++++ DATA PROVIDED ++++
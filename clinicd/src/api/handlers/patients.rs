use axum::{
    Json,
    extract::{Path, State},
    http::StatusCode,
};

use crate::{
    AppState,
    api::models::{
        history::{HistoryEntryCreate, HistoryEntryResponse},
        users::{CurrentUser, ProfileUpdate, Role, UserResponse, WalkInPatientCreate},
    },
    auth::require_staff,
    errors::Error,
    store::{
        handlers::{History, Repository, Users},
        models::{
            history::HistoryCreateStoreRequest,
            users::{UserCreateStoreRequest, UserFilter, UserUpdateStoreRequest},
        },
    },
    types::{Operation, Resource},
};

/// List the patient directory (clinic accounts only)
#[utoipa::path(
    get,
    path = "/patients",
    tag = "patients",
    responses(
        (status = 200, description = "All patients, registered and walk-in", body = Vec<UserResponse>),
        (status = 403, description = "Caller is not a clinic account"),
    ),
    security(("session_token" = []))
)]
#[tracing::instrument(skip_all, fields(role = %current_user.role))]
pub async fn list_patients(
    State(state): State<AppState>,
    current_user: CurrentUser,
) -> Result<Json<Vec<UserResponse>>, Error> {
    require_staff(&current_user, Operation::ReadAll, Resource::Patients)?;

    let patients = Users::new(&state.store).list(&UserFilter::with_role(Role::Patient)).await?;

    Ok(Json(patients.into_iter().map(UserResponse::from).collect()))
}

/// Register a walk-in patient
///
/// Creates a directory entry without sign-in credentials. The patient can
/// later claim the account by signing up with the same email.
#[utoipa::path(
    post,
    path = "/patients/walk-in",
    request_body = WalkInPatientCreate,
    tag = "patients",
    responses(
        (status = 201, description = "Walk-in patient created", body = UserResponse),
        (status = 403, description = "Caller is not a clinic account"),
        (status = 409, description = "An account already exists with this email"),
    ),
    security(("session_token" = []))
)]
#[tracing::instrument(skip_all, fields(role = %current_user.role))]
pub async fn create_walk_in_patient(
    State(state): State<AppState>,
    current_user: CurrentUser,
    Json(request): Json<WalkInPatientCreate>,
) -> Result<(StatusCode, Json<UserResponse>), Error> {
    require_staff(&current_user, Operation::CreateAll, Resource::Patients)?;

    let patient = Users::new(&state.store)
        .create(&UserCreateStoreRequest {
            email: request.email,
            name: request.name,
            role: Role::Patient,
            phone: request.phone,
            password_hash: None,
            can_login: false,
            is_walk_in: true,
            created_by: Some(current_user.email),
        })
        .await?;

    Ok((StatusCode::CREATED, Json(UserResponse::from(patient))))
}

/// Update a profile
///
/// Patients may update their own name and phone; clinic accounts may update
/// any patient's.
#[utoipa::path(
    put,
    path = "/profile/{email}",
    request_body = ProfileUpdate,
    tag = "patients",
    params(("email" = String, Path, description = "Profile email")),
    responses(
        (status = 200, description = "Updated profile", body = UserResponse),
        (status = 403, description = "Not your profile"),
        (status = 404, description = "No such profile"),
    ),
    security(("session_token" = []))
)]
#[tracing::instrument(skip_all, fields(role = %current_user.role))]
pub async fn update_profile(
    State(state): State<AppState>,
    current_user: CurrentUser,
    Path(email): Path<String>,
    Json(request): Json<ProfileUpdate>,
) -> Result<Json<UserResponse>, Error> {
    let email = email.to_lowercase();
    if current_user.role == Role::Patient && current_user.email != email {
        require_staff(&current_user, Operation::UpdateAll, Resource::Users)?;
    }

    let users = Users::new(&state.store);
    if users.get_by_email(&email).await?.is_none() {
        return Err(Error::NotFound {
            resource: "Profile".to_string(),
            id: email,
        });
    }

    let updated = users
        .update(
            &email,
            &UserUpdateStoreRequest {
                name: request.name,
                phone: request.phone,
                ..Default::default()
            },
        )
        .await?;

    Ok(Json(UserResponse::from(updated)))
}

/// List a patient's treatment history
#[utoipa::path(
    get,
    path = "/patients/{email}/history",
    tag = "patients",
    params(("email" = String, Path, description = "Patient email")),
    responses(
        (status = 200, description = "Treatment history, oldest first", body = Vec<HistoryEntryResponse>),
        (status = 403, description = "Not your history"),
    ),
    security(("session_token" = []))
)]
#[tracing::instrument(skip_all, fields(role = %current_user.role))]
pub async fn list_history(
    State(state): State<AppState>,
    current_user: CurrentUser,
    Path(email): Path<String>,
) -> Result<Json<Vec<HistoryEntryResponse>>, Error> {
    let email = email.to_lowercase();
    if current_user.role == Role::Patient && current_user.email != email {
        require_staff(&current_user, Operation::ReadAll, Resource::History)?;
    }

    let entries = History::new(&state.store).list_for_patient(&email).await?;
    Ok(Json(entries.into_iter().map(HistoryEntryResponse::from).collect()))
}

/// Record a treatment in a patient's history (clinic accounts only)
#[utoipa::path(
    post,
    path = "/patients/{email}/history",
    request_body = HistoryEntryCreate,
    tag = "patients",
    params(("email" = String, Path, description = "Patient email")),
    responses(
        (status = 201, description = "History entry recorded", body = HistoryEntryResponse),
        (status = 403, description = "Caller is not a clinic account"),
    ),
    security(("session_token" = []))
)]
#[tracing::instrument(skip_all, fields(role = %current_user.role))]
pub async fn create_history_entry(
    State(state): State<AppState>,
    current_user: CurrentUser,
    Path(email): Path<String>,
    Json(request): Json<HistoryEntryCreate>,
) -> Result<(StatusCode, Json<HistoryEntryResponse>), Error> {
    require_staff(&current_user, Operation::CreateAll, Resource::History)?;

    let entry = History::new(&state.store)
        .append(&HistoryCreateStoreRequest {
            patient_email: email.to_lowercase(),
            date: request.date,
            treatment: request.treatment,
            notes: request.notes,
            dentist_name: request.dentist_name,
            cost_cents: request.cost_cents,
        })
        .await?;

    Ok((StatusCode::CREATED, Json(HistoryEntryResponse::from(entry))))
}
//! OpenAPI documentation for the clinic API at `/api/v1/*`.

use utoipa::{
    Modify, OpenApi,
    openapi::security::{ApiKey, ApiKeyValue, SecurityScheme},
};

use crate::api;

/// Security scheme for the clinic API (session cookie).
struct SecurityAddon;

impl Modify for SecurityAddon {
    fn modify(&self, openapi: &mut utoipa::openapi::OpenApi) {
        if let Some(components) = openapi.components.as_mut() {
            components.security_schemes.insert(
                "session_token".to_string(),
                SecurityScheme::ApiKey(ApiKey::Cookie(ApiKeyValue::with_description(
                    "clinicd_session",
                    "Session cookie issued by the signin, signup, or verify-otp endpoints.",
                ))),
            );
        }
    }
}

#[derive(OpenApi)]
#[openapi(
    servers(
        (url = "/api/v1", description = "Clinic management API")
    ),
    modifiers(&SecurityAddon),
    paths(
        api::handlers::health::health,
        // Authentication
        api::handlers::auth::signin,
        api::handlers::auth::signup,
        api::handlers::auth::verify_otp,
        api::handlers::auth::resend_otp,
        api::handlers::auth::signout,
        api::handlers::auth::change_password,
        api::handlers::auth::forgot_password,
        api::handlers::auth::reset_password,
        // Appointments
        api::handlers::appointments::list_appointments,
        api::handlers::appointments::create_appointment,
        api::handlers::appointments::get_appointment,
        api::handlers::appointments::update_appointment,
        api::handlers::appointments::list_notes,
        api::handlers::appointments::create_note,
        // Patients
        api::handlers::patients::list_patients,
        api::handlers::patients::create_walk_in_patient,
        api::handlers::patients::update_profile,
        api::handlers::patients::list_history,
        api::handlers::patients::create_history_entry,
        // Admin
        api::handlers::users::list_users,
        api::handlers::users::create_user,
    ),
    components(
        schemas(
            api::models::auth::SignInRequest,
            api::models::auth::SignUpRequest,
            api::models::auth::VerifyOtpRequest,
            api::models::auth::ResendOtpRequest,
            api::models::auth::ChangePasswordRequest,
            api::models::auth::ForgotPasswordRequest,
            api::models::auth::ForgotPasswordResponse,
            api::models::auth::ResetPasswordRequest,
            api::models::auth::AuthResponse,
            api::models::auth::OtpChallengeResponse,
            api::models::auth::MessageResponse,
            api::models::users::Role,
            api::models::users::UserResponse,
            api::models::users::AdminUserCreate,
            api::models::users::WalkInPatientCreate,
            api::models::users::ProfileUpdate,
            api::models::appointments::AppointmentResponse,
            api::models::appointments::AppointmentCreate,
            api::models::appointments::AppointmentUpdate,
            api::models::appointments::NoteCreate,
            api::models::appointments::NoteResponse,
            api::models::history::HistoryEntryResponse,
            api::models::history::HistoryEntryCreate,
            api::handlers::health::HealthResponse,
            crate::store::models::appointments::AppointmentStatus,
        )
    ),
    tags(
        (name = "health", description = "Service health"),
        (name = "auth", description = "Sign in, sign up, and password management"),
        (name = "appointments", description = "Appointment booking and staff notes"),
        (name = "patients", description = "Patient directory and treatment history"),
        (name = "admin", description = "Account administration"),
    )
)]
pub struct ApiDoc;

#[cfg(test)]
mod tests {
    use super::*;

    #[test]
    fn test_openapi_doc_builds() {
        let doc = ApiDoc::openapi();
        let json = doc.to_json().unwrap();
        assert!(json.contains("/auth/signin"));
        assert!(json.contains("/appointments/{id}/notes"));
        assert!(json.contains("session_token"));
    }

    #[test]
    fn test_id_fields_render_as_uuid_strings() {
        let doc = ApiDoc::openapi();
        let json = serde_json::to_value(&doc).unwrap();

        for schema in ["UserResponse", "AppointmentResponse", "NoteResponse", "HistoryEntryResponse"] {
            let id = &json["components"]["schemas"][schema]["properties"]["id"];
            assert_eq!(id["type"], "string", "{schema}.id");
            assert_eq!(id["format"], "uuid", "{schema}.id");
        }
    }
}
++++
# PROBLEM DESCRIPTION
Identify the lines of the data that contain the word "only". Copy each of them.

# EXPECTED OUTPUT
/// List the patient directory (clinic accounts only)
/// Record a treatment in a patient's history (clinic accounts only)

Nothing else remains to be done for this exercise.